Hace cinco años y medio llegué a trabajar al TECHO. Era el 1 de marzo de 2010, dos días después del tremendo terremoto que azotó la Zona Central. No hubo inducción posible: había que construir en tres meses 20.000 viviendas para las familias que lo habían perdido todo. Contra todos los agoreros del pesimismo se construyeron 25.000 mediaguas.
Pero el mayor de los desafíos estaba por venir. Era el 2010, año final de la meta que el TECHO se había autoimpuesto: lograr un 2010 sin campamentos. Había grabado este lema en su logo e hizo que fuera una meta país. Lo escuchamos de boca de presidentes y ministros, empresarios y líderes sociales. El desafío era inmenso y honesto, pues tenía meta y plazo: el Bicentenario.
Pero el 2010 pasó y los campamentos no se acabaron. ¿Qué pasó? ¿Fracasamos o simplemente prometimos lo incumplible?
Errores hubo y varios. De partida, porque pusimos toda la atención en el fenómeno de los campamentos, sin darnos cuenta de que era sólo la punta del iceberg de un déficit mucho mayor, que afecta tanto a las 34.000 familias que viven en campamentos como a los miles que viven de allegados en la vivienda de otro núcleo familiar.
Por otra parte, nunca hubo de las autoridades de turno una política seria de cierre de campamentos una vez que las familias eran erradicadas a sus nuevas viviendas sociales. Resultado: fácil repoblamiento de muchos campamentos.
Tampoco supimos calibrar las externalidades del desarrollo económico. Los altos precios del cobre trasladaron al norte de nuestro país a miles de familias que migraron. ¿Dónde iban a vivir si el precio del suelo se fue a las nubes y con él los precios de los arriendos y el costo de vida?
A pesar de todo, si no hubiéramos apostado en grande, estoy seguro de que no hubiéramos logrado tanto. No alcanzamos la meta, pero avanzamos mucho. Si no nos hubiéramos jugado como institución por los campamentos; si no hubiéramos logrado que miles de jóvenes voluntarios cada semana se comprometieran con los campamentos; si no hubiéramos entusiasmado al gobierno, a las empresas, a las autoridades; si no hubiéramos potenciado el protagonismo de los dirigentes de campamentos y de la organización comunitaria, hoy no estaríamos hablando de campamentos.

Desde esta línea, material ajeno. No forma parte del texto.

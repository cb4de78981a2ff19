use anyhow::Result;
use log::warn;
use serde::Deserialize;

#[derive(Debug, Deserialize, Clone)]
pub struct Config {
    pub gmail: GmailConfig,
    pub llm: LlmConfig,
    pub max_results: u32,
}

#[derive(Debug, Deserialize, Clone)]
pub struct GmailConfig {
    pub credentials_path: String,
    pub token_cache_path: String,
}

/// Connection settings for the OpenAI-compatible completion endpoint.
#[derive(Debug, Deserialize, Clone)]
pub struct LlmConfig {
    pub base_url: String,
    pub api_key: String,
    pub model: String,
    pub timeout_secs: u64,
}

impl Default for LlmConfig {
    fn default() -> Self {
        LlmConfig {
            base_url: "http://localhost:11434/v1".to_string(),
            api_key: "ollama".to_string(),
            model: "phi3:mini".to_string(),
            timeout_secs: 120,
        }
    }
}

impl Config {
    /// Load the configuration from the process environment.
    pub fn new() -> Result<Self> {
        Ok(Self::from_lookup(|key| std::env::var(key).ok()))
    }

    /// Build the configuration from an arbitrary key lookup.
    pub fn from_lookup<F>(lookup: F) -> Self
    where
        F: Fn(&str) -> Option<String>,
    {
        let llm_defaults = LlmConfig::default();

        Config {
            gmail: GmailConfig {
                credentials_path: lookup("GMAIL_CREDENTIALS_PATH")
                    .unwrap_or_else(|| "gmail_api_credentials.json".to_string()),
                token_cache_path: lookup("GMAIL_TOKEN_CACHE_PATH")
                    .unwrap_or_else(|| "token.json".to_string()),
            },
            llm: LlmConfig {
                base_url: lookup("LLM_BASE_URL").unwrap_or(llm_defaults.base_url),
                api_key: lookup("LLM_API_KEY").unwrap_or(llm_defaults.api_key),
                model: lookup("LLM_MODEL").unwrap_or(llm_defaults.model),
                timeout_secs: parse_or_default(&lookup, "LLM_TIMEOUT_SECS", llm_defaults.timeout_secs),
            },
            max_results: parse_or_default(&lookup, "MAX_RESULTS", 5),
        }
    }

    /// Check that the files needed to talk to Gmail are in place.
    pub fn validate(&self) -> Result<()> {
        if !std::path::Path::new(&self.gmail.credentials_path).exists() {
            anyhow::bail!(
                "OAuth2 client credentials not found: {}\n\
                 \n\
                 💡 Solutions :\n\
                 1. Download the OAuth client JSON from the Google Cloud console and save it as\n\
                    gmail_api_credentials.json in the working directory\n\
                 \n\
                 2. Or point to it explicitly (also works from a .env file):\n\
                    export GMAIL_CREDENTIALS_PATH=/path/to/client_credentials.json\n\
                    export GMAIL_TOKEN_CACHE_PATH=./token.json",
                self.gmail.credentials_path
            );
        }

        Ok(())
    }
}

fn parse_or_default<F, T>(lookup: &F, key: &str, default: T) -> T
where
    F: Fn(&str) -> Option<String>,
    T: std::str::FromStr + std::fmt::Display,
{
    match lookup(key) {
        Some(raw) => raw.trim().parse().unwrap_or_else(|_| {
            warn!("{} has an invalid value '{}', using {}", key, raw, default);
            default
        }),
        None => default,
    }
}
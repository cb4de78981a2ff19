//! Text generation backends.
//!
//! The categorizer only needs one thing from a model: given a system
//! instruction and a user prompt, return a single completion.

mod chat_client;

pub use chat_client::ChatCompletionClient;

use futures::future::BoxFuture;

use crate::error::GenerationError;

pub trait TextGenerator: Send + Sync {
    fn complete<'a>(
        &'a self,
        system_instruction: &'a str,
        user_content: &'a str,
    ) -> BoxFuture<'a, Result<String, GenerationError>>;
}

impl<T: TextGenerator + ?Sized> TextGenerator for &T {
    fn complete<'a>(
        &'a self,
        system_instruction: &'a str,
        user_content: &'a str,
    ) -> BoxFuture<'a, Result<String, GenerationError>> {
        (**self).complete(system_instruction, user_content)
    }
}
/// Common structures for email processing
use chrono::{DateTime, FixedOffset};
use log::warn;
use serde::Serialize;

use crate::strategy::{Categorization, ERROR_CATEGORY};

/// A normalized email, ready to be classified
#[derive(Debug, Clone, PartialEq, Serialize)]
pub struct Email {
    pub id: String,
    pub sender: String,
    pub subject: String,
    pub body: String,
    pub received_at: DateTime<FixedOffset>,
    pub category: Option<String>,
    pub summary: Option<String>,
}

impl Email {
    /// Record the outcome of a classification.
    ///
    /// Classification happens once per email: a second call is ignored and
    /// returns `false`.
    pub fn apply_categorization(&mut self, categorization: Categorization) -> bool {
        if self.is_categorized() {
            warn!("Email {} is already categorized, ignoring new result", self.id);
            return false;
        }

        self.category = Some(categorization.category);
        self.summary = Some(categorization.summary);
        true
    }

    pub fn is_categorized(&self) -> bool {
        self.category.is_some() || self.summary.is_some()
    }
}

/// Result of a processing run
#[derive(Debug, Default, PartialEq, Eq)]
pub struct ProcessingSummary {
    pub emails_classified: usize,
    pub emails_failed: usize,
}

impl ProcessingSummary {
    pub fn new() -> Self {
        Self::default()
    }

    pub fn record(&mut self, email: &Email) {
        match email.category.as_deref() {
            Some(ERROR_CATEGORY) => self.emails_failed += 1,
            Some(_) => self.emails_classified += 1,
            None => {}
        }
    }

    pub fn total(&self) -> usize {
        self.emails_classified + self.emails_failed
    }
}

#[cfg(test)]
mod tests {
    use super::*;

    fn sample_email() -> Email {
        Email {
            id: "18f0c2a1b".to_string(),
            sender: "Alice <alice@example.com>".to_string(),
            subject: "Lunch".to_string(),
            body: "Are you free tomorrow?".to_string(),
            received_at: chrono::Local::now().fixed_offset(),
            category: None,
            summary: None,
        }
    }

    #[test]
    fn test_categorization_is_set_once() {
        let mut email = sample_email();
        assert!(!email.is_categorized());

        assert!(email.apply_categorization(Categorization::new("Personal Conversation", "Lunch invite.")));
        assert!(!email.apply_categorization(Categorization::new("Spam/Marketing", "Ad.")));

        assert_eq!(email.category.as_deref(), Some("Personal Conversation"));
        assert_eq!(email.summary.as_deref(), Some("Lunch invite."));
    }

    #[test]
    fn test_summary_counts() {
        let mut ok = sample_email();
        ok.apply_categorization(Categorization::new("Invoice", "Bill due."));
        let mut failed = sample_email();
        failed.apply_categorization(Categorization::failed());
        let untouched = sample_email();

        let mut summary = ProcessingSummary::new();
        summary.record(&ok);
        summary.record(&failed);
        summary.record(&untouched);

        assert_eq!(summary.emails_classified, 1);
        assert_eq!(summary.emails_failed, 1);
        assert_eq!(summary.total(), 2);
    }
}
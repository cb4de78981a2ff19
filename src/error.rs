//! Error types for the classification path.

/// Failures talking to the text-generation backend.
#[derive(Debug, thiserror::Error)]
pub enum GenerationError {
    #[error("HTTP request failed: {0}")]
    Request(#[from] reqwest::Error),

    #[error("Completion endpoint returned {status}: {body}")]
    Status { status: u16, body: String },

    #[error("Completion response contained no text")]
    EmptyCompletion,
}

/// Failures deriving a categorization from a completion.
#[derive(Debug, thiserror::Error)]
pub enum CategorizeError {
    #[error("Text generation failed: {0}")]
    Generation(#[from] GenerationError),

    #[error("No JSON object found in the response")]
    NoJsonObject,

    #[error("Invalid JSON in the response: {0}")]
    InvalidJson(#[from] serde_json::Error),
}
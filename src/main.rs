use anyhow::{Result, Context};
use clap::Parser;
use log::info;

use mailtriage::config::Config;
use mailtriage::email::Email;
use mailtriage::gmail_client::GmailClient;
use mailtriage::llm::ChatCompletionClient;
use mailtriage::processor::EmailProcessor;
use mailtriage::strategy::{CategorizationStrategy, EmbeddingCategorizer, LlmCategorizer, StrategyKind};

#[derive(Parser)]
#[command(name = "mailtriage")]
#[command(about = "Fetch unread Gmail messages and sort them into categories")]
#[command(version = "0.1.0")]
struct Args {
    /// Maximum number of unread emails to fetch (default: MAX_RESULTS or 5)
    #[arg(short = 'n', long)]
    max_results: Option<u32>,

    /// Classification strategy
    #[arg(short, long, value_enum, default_value_t = StrategyKind::Llm)]
    strategy: StrategyKind,

    /// Only fetch and display emails, without classifying them
    #[arg(long)]
    no_classify: bool,

    /// Print the emails as JSON instead of text
    #[arg(long)]
    json: bool,

    /// Check the configuration without connecting
    #[arg(long)]
    check_config: bool,
}

#[tokio::main]
async fn main() -> Result<()> {
    dotenv::dotenv().ok();

    let args = Args::parse();

    env_logger::init();

    info!("🚀 Starting mailtriage");

    let config = Config::new()?;
    config.validate()?;

    if args.check_config {
        println!("✅ Configuration valid!");
        println!("📧 Gmail API OAuth2");
        println!("🔑 Credentials: {}", config.gmail.credentials_path);
        println!("💾 Token cache: {}", config.gmail.token_cache_path);
        println!("🤖 Model: {} at {}", config.llm.model, config.llm.base_url);
        println!("📬 Max results: {}", config.max_results);
        return Ok(());
    }

    let max_results = args.max_results.unwrap_or(config.max_results);

    let strategy: Box<dyn CategorizationStrategy> = match args.strategy {
        StrategyKind::Llm => {
            let client = ChatCompletionClient::new(&config.llm)
                .context("Unable to create completion client")?;
            Box::new(LlmCategorizer::new(client))
        }
        StrategyKind::Embedding => Box::new(EmbeddingCategorizer),
    };

    let gmail = GmailClient::new(&config.gmail)
        .await
        .context("Unable to connect to Gmail API")?;

    let processor = EmailProcessor::new(Box::new(gmail), strategy);

    let emails = if args.no_classify {
        processor.fetch_emails(max_results).await
    } else {
        processor.process_emails(max_results).await
    };

    if args.json {
        println!("{}", serde_json::to_string_pretty(&emails)?);
        return Ok(());
    }

    if emails.is_empty() {
        println!("No emails to process. Exiting.");
        return Ok(());
    }

    println!("\n--- Here are your latest emails ---\n");
    for (index, email) in emails.iter().enumerate() {
        print_email(index + 1, email);
    }

    Ok(())
}

fn print_email(number: usize, email: &Email) {
    let heading = format!("--- Email #{} ---", number);
    let preview: String = email.body.chars().take(100).collect();

    println!("{}", heading);
    println!("  Subject: {}", email.subject);
    println!("     From: {}", email.sender);
    println!(" Received: {}", email.received_at.format("%Y-%m-%d %H:%M"));
    if let Some(category) = &email.category {
        println!(" Category: {}", category);
    }
    if let Some(summary) = &email.summary {
        println!("  Summary: {}", summary);
    }
    println!("Body: {}...", preview);
    println!("{}", "-".repeat(heading.chars().count()));
    println!();
}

El mayor logro del TECHO—junto con las nuevas vidas de cerca de 10.000 familias que hoy gozan de sus viviendas propias—fue que la palabra “campamento” fuera parte de nuestro consciente colectivo. Porque superar una realidad tan dura y extensa como ésta nunca lo hará una ONG, ni la iniciativa generosa de voluntarios. Como todo problema social de carácter estructural, se superará con el esfuerzo de todos, partiendo por el Estado.
Chile no es un país pobre, sino un país injusto. No es pobre un país con US$ 22.000 de ingreso per cápita. Hoy no quedan excusas. Los recursos están disponibles para una apuesta definitiva por el término de la herida de los campamentos. Pero para esto se requiere una determinación mucho mayor, porque en el Chile de hoy las familias más marginadas que habitan en campamentos han vuelto a ser invisibilizadas, esta vez por otra razón. Las demandas que hoy marchan por las calles de nuestro país son las legítimas demandas de una creciente clase media que procura un país más equitativo. Ahí está la atención de la prensa, los políticos, los empresarios. Ahí está el nuevo poder adquisitivo, ahí están los votos. En cambio, la pobreza más dura, esa que tiene rostro de migrantes, mapuches y de pobladores, seguirá siendo invisible si no nos convencemos de que es una inmoralidad sin excusa que tantos en Chile sigan sobreviviendo lejos de las oportunidades que todos necesitamos para vivir con dignidad y soñar con un futuro mejor.